# Dataset content
--- START ---

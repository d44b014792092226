// SPDX-License-Identifier: MIT OR Apache-2.0

//! Model capability trait and sampling helpers.
//!
//! [`SteerableModel`] is everything the sweep engine needs from a language
//! model: tokenization, a capturing forward pass, logits, generation, and
//! a global hook state. Sampling helpers implement the temperature / top-p /
//! frequency-penalty policy used by [`GenerationConfig`].

use candle_core::{DType, Tensor, D};
use rand::Rng;

use crate::config::{GenerationConfig, SamplingConfig};
use crate::error::{Result, SteerError};
use crate::hooks::{HookFn, HookPoint};

// ---------------------------------------------------------------------------
// SteerableModel trait
// ---------------------------------------------------------------------------

/// A language model whose forward pass can be read and mutated at named
/// hook points.
///
/// The installed hooks are global, mutable state on the model instance:
/// every forward pass (capture, logits, generation) runs them. The
/// hook-mutating methods take `&mut self`, so the borrow checker keeps any
/// other user out while an [`InterventionSession`](crate::InterventionSession)
/// holds the model.
pub trait SteerableModel {
    // --- Metadata --------------------------------------------------------

    /// Number of layers (blocks).
    fn num_layers(&self) -> usize;

    /// Residual stream width (`d_model`).
    fn hidden_size(&self) -> usize;

    // --- Tokenization ----------------------------------------------------

    /// Tokenize text, prepending the beginning-of-sequence token.
    ///
    /// # Errors
    ///
    /// Returns [`SteerError::Tokenizer`] if encoding fails.
    fn to_tokens(&self, text: &str) -> Result<Vec<u32>>;

    /// Decode tokens back to text (special tokens are dropped).
    ///
    /// # Errors
    ///
    /// Returns [`SteerError::Tokenizer`] if decoding fails.
    fn to_string(&self, tokens: &[u32]) -> Result<String>;

    /// The single token that encodes `text` (without BOS).
    ///
    /// # Errors
    ///
    /// Returns [`SteerError::Tokenizer`] if `text` is not exactly one token.
    fn to_single_token(&self, text: &str) -> Result<u32>;

    // --- Forward passes --------------------------------------------------

    /// Run one forward pass over `tokens` and return the activation at
    /// `site`, after any hooks installed there.
    ///
    /// # Shapes
    /// - returns: `[1, seq, hidden_size]`
    ///
    /// # Errors
    ///
    /// Returns [`SteerError::Hook`] if `site` does not exist in this model.
    fn activations_at(&self, tokens: &[u32], site: &HookPoint) -> Result<Tensor>;

    /// Run one forward pass over `tokens` and return the logits.
    ///
    /// # Shapes
    /// - returns: `[1, seq, vocab_size]`
    ///
    /// # Errors
    ///
    /// Returns [`SteerError::Model`] on tensor operation failures.
    fn logits(&self, tokens: &[u32]) -> Result<Tensor>;

    /// Generate a completion for every prompt of the batch.
    ///
    /// The seed in `config`, when set, is applied once at the start of the
    /// call, so two calls with the same seed and hook state agree.
    ///
    /// # Errors
    ///
    /// Propagates tokenizer, tensor and hook errors.
    fn generate(&self, prompts: &[String], config: &GenerationConfig)
        -> Result<Vec<GenerationResult>>;

    // --- Hook state (session-only) ---------------------------------------

    /// Install `hook` at `site`. Only called by
    /// [`InterventionSession`](crate::InterventionSession).
    ///
    /// # Errors
    ///
    /// Returns [`SteerError::Hook`] if `site` does not resolve to exactly
    /// one activation in this model.
    fn add_hook(&mut self, site: HookPoint, hook: HookFn) -> Result<()>;

    /// Remove every installed hook. Only called by
    /// [`InterventionSession`](crate::InterventionSession).
    fn remove_all_hooks(&mut self);

    /// Number of installed hooks.
    fn num_hooks(&self) -> usize;
}

// ---------------------------------------------------------------------------
// GenerationResult
// ---------------------------------------------------------------------------

/// Output of one generated completion.
#[derive(Debug, Clone)]
pub struct GenerationResult {
    /// Original prompt text.
    pub prompt: String,
    /// Only the generated portion.
    pub completion: String,
    /// Token IDs of the prompt (including BOS).
    pub prompt_tokens: Vec<u32>,
    /// Token IDs that were generated.
    pub generated_tokens: Vec<u32>,
    /// Mean negative log-likelihood of the generated tokens under the model
    /// (with its hooks); `None` when nothing was generated.
    pub loss: Option<f32>,
}

// ---------------------------------------------------------------------------
// Loss helpers
// ---------------------------------------------------------------------------

/// Per-position next-token negative log-likelihood.
///
/// Entry `i` is `-log p(tokens[i + 1] | tokens[..=i])`.
///
/// # Shapes
/// - `logits`: `[1, seq, vocab]` or `[seq, vocab]`
/// - returns: `seq - 1` values
///
/// # Errors
///
/// Returns [`SteerError::Model`] on tensor failures and
/// [`SteerError::Config`] if `tokens` and `logits` disagree in length.
pub fn token_losses(logits: &Tensor, tokens: &[u32]) -> Result<Vec<f32>> {
    let logits = if logits.rank() == 3 {
        logits.squeeze(0)?
    } else {
        logits.clone()
    };
    let (seq, _) = logits.dims2()?;
    if seq != tokens.len() {
        return Err(SteerError::Config(format!(
            "logits cover {seq} positions but {} tokens were given",
            tokens.len()
        )));
    }
    // PROMOTE: log-softmax needs f32 for numerical stability
    let log_probs = candle_nn::ops::log_softmax(&logits.to_dtype(DType::F32)?, D::Minus1)?;
    let rows: Vec<Vec<f32>> = log_probs.to_vec2()?;
    Ok(rows
        .iter()
        .zip(tokens.iter().skip(1))
        .map(|(row, &next)| {
            let idx = usize::try_from(next).unwrap_or(usize::MAX);
            -row.get(idx).copied().unwrap_or(f32::NEG_INFINITY)
        })
        .collect())
}

/// Mean of a slice, `None` when empty.
#[allow(clippy::cast_precision_loss, clippy::as_conversions)]
pub(crate) fn mean(values: &[f32]) -> Option<f32> {
    if values.is_empty() {
        None
    } else {
        Some(values.iter().sum::<f32>() / values.len() as f32)
    }
}

// ---------------------------------------------------------------------------
// Sampling helpers
// ---------------------------------------------------------------------------

/// Sample the next token from last-position logits.
///
/// Applies, in order: frequency penalty (one `freq_penalty` per previous
/// occurrence of a token in `history`), temperature (`<= 0.0` means greedy
/// argmax), then nucleus truncation to the smallest set of tokens whose
/// probability mass reaches `top_p`.
///
/// # Shapes
/// - `logits`: `[vocab_size]`
///
/// # Errors
///
/// Returns [`SteerError::Model`] if the logits are empty or cannot be
/// converted to `f32`.
pub fn sample_token<R: Rng + ?Sized>(
    logits: &Tensor,
    sampling: &SamplingConfig,
    history: &[u32],
    rng: &mut R,
) -> Result<u32> {
    let mut values: Vec<f32> = logits.to_dtype(DType::F32)?.flatten_all()?.to_vec1()?;
    if values.is_empty() {
        return Err(SteerError::Model(candle_core::Error::Msg("empty logits".into())));
    }

    #[allow(clippy::cast_possible_truncation, clippy::as_conversions)]
    let penalty = sampling.freq_penalty as f32;
    if penalty != 0.0 {
        for &token in history {
            if let Some(v) = usize::try_from(token).ok().and_then(|i| values.get_mut(i)) {
                *v -= penalty;
            }
        }
    }

    if sampling.temperature <= 0.0 {
        return argmax(&values);
    }

    #[allow(clippy::cast_possible_truncation, clippy::as_conversions)]
    let temperature = sampling.temperature as f32;
    let probs = softmax(&values, temperature);

    let candidates = match sampling.top_p {
        Some(p) if p < 1.0 => nucleus(&probs, p),
        _ => probs.iter().copied().enumerate().collect(),
    };

    let total: f32 = candidates.iter().map(|(_, p)| p).sum();
    let r: f32 = rng.gen::<f32>() * total;
    let mut cumsum = 0.0;
    for &(idx, p) in &candidates {
        cumsum += p;
        if r < cumsum {
            return to_token_id(idx);
        }
    }

    // Floating-point rounding edge case: take the last candidate.
    candidates
        .last()
        .map_or_else(|| argmax(&values), |&(idx, _)| to_token_id(idx))
}

/// Greedy (argmax) selection.
fn argmax(values: &[f32]) -> Result<u32> {
    let (max_idx, _) = values
        .iter()
        .enumerate()
        .max_by(|(_, a), (_, b)| a.partial_cmp(b).unwrap_or(std::cmp::Ordering::Equal))
        .ok_or_else(|| SteerError::Model(candle_core::Error::Msg("empty logits".into())))?;
    to_token_id(max_idx)
}

/// Temperature-scaled, numerically stable softmax.
fn softmax(values: &[f32], temperature: f32) -> Vec<f32> {
    let scaled: Vec<f32> = values.iter().map(|x| x / temperature).collect();
    let max_val = scaled.iter().copied().fold(f32::NEG_INFINITY, f32::max);
    let exp_vals: Vec<f32> = scaled.iter().map(|x| (x - max_val).exp()).collect();
    let sum: f32 = exp_vals.iter().sum();
    exp_vals.iter().map(|x| x / sum).collect()
}

/// Smallest highest-probability prefix whose mass reaches `top_p`.
#[allow(clippy::cast_possible_truncation, clippy::as_conversions)]
fn nucleus(probs: &[f32], top_p: f64) -> Vec<(usize, f32)> {
    let mut sorted: Vec<(usize, f32)> = probs.iter().copied().enumerate().collect();
    sorted.sort_by(|a, b| b.1.partial_cmp(&a.1).unwrap_or(std::cmp::Ordering::Equal));
    let mut kept = Vec::new();
    let mut mass = 0.0_f32;
    for (idx, p) in sorted {
        kept.push((idx, p));
        mass += p;
        if mass >= top_p as f32 {
            break;
        }
    }
    kept
}

/// Convert a vocabulary index to a token ID.
fn to_token_id(idx: usize) -> Result<u32> {
    u32::try_from(idx).map_err(|_| {
        SteerError::Model(candle_core::Error::Msg(format!(
            "token index {idx} exceeds u32"
        )))
    })
}

// ---------------------------------------------------------------------------
// Tests
// ---------------------------------------------------------------------------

--- END ---

# Your objective
Copy the records above exactly, beginning at the line that contains "the generated portion." and stopping after the line that contains "under the model".

# Expected answer
    /// Only the generated portion.
    pub completion: String,
    /// Token IDs of the prompt (including BOS).
    pub prompt_tokens: Vec<u32>,
    /// Token IDs that were generated.
    pub generated_tokens: Vec<u32>,
    /// Mean negative log-likelihood of the generated tokens under the model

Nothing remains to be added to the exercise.